Defense Minister Ludivine Dedonder (PS) said on Wednesday that “these tanks were resold for a sum equivalent to 10,000-15,000 euros since they no longer worked“.
“Nothing prevents us from buying them back, but they are not operational. Nor is the idea to buy them back at unreasonable prices. And at the moment, there are Belgian companies that are making a margin that is unreasonable . We are on a resale price of 500,000 euros each, for equipment which is stored in hangars and for which there has been no repair work, “she explained to the microphone of Bel-radio. RTL, two days before the federal government releases new military aid for Ukraine in the amount of more than 90 million euros – but without tanks.

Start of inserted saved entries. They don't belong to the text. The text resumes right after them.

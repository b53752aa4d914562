use chrono::NaiveDate;
use rust_decimal::Decimal;
use serde::{Deserialize, Serialize};
use uuid::Uuid;

// Client - Reusable billing contact
#[derive(Debug, Clone, PartialEq, Serialize, Deserialize)]
pub struct Client {
  pub id: Uuid,
  pub name: String,
  pub email: String,
  pub address: String,
  pub phone: String,
}

impl Client {
  pub fn new(name: String, email: String, address: String, phone: String) -> Self {
    Self {
      id: Uuid::new_v4(),
      name,
      email,
      address,
      phone,
    }
  }

  pub fn update(&mut self, name: String, email: String, address: String, phone: String) {
    self.name = name;
    self.email = email;
    self.address = address;
    self.phone = phone;
  }
}

// Invoice Line Item
#[derive(Debug, Clone, PartialEq, Serialize, Deserialize)]
pub struct InvoiceItem {
  pub id: Uuid,
  pub description: String,
  pub quantity: Decimal,
  pub unit_price: Decimal,
  /// Per-item percentage reduction (10 means 10% off this line).
  pub discount: Option<Decimal>,
}

impl InvoiceItem {
  pub fn new(
    description: String,
    quantity: Decimal,
    unit_price: Decimal,
    discount: Option<Decimal>,
  ) -> Self {
    Self {
      id: Uuid::new_v4(),
      description,
      quantity,
      unit_price,
      discount,
    }
  }

  /// Empty line used as a backstop so an item list never ends up empty.
  pub fn blank() -> Self {
    Self::new(String::new(), Decimal::ONE, Decimal::ZERO, None)
  }

  pub fn line_base(&self) -> Decimal {
    self.quantity * self.unit_price
  }

  pub fn discount_amount(&self) -> Decimal {
    self.line_base() * self.discount.unwrap_or_default() / Decimal::ONE_HUNDRED
  }

  pub fn line_net(&self) -> Decimal {
    self.line_base() - self.discount_amount()
  }
}

// Invoice Totals - Always derived from line items, never caller-supplied
#[derive(Debug, Clone, PartialEq, Eq, Serialize, Deserialize)]
pub struct InvoiceTotals {
  pub subtotal: Decimal,
  pub tax_amount: Decimal,
  pub total: Decimal,
}

impl InvoiceTotals {
  /// Computes subtotal, tax and grand total from line items and a fractional
  /// tax rate (0.05 means 5%). No rounding is applied here; display layers
  /// round, the engine keeps full precision. Degenerate inputs (negative
  /// quantities or prices) are computed as-is; input gating is the caller's
  /// concern.
  pub fn calculate(items: &[InvoiceItem], tax_rate: Decimal) -> Self {
    let subtotal: Decimal = items.iter().map(InvoiceItem::line_net).sum();
    let tax_amount = subtotal * tax_rate;

    Self {
      subtotal,
      tax_amount,
      total: subtotal + tax_amount,
    }
  }
}

// Invoice - Main invoice document
//
// Totals fields are private: they are recomputed by the constructor and by
// every mutator that touches items or the tax rate, so a stored invoice can
// never carry stale or caller-forged totals.
#[derive(Debug, Clone, PartialEq, Serialize, Deserialize)]
pub struct Invoice {
  pub id: Uuid,
  /// Reference by id only; the client may have been deleted since (consumers
  /// treat a lookup miss as "unknown client").
  pub client_id: Uuid,
  pub invoice_number: String,
  pub issue_date: NaiveDate,
  pub due_date: NaiveDate,
  items: Vec<InvoiceItem>,
  /// Fractional rate, 0.05 means 5%.
  tax_rate: Decimal,
  subtotal: Decimal,
  tax_amount: Decimal,
  total: Decimal,
  pub is_paid: bool,
  pub notes: Option<String>,
}

impl Invoice {
  #[allow(clippy::too_many_arguments)]
  pub fn new(
    client_id: Uuid,
    invoice_number: String,
    issue_date: NaiveDate,
    due_date: NaiveDate,
    items: Vec<InvoiceItem>,
    tax_rate: Decimal,
    is_paid: bool,
    notes: Option<String>,
  ) -> Self {
    let totals = InvoiceTotals::calculate(&items, tax_rate);

    Self {
      id: Uuid::new_v4(),
      client_id,
      invoice_number,
      issue_date,
      due_date,
      items,
      tax_rate,
      subtotal: totals.subtotal,
      tax_amount: totals.tax_amount,
      total: totals.total,
      is_paid,
      notes,
    }
  }

  pub fn items(&self) -> &[InvoiceItem] {
    &self.items
  }

  pub fn tax_rate(&self) -> Decimal {
    self.tax_rate
  }

  pub fn subtotal(&self) -> Decimal {
    self.subtotal
  }

  pub fn tax_amount(&self) -> Decimal {
    self.tax_amount
  }

  pub fn total(&self) -> Decimal {
    self.total
  }

  pub fn totals(&self) -> InvoiceTotals {
    InvoiceTotals {
      subtotal: self.subtotal,
      tax_amount: self.tax_amount,
      total: self.total,
    }
  }

  pub fn set_items(&mut self, items: Vec<InvoiceItem>) {
    self.items = items;
    self.recalculate();
  }

  pub fn set_tax_rate(&mut self, tax_rate: Decimal) {
    self.tax_rate = tax_rate;
    self.recalculate();
  }

  fn recalculate(&mut self) {
    let totals = InvoiceTotals::calculate(&self.items, self.tax_rate);
    self.subtotal = totals.subtotal;
    self.tax_amount = totals.tax_amount;
    self.total = totals.total;
  }
}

Mr. Versluys assured Sunday that he had “never made an offer to the Belgian army or to (the) political world“.
“If we resell them, we resell them in condition and in order“, added the boss of OIP Land Systems, a subsidiary of OIP, a company from Oudenaarde, itself a subsidiary of the Israeli multinational Elbit Systems.
He claimed that the rehabilitation of these armored vehicles might cost up to “a million” euros per unit, depending on the specifics requested.
According to Mr. Versluys, first deliveries of these Leopards might, in case of sale, begin “without problems with the “on-board” optics and electronics in three to four monthss” at the rate of two or three tanks per month.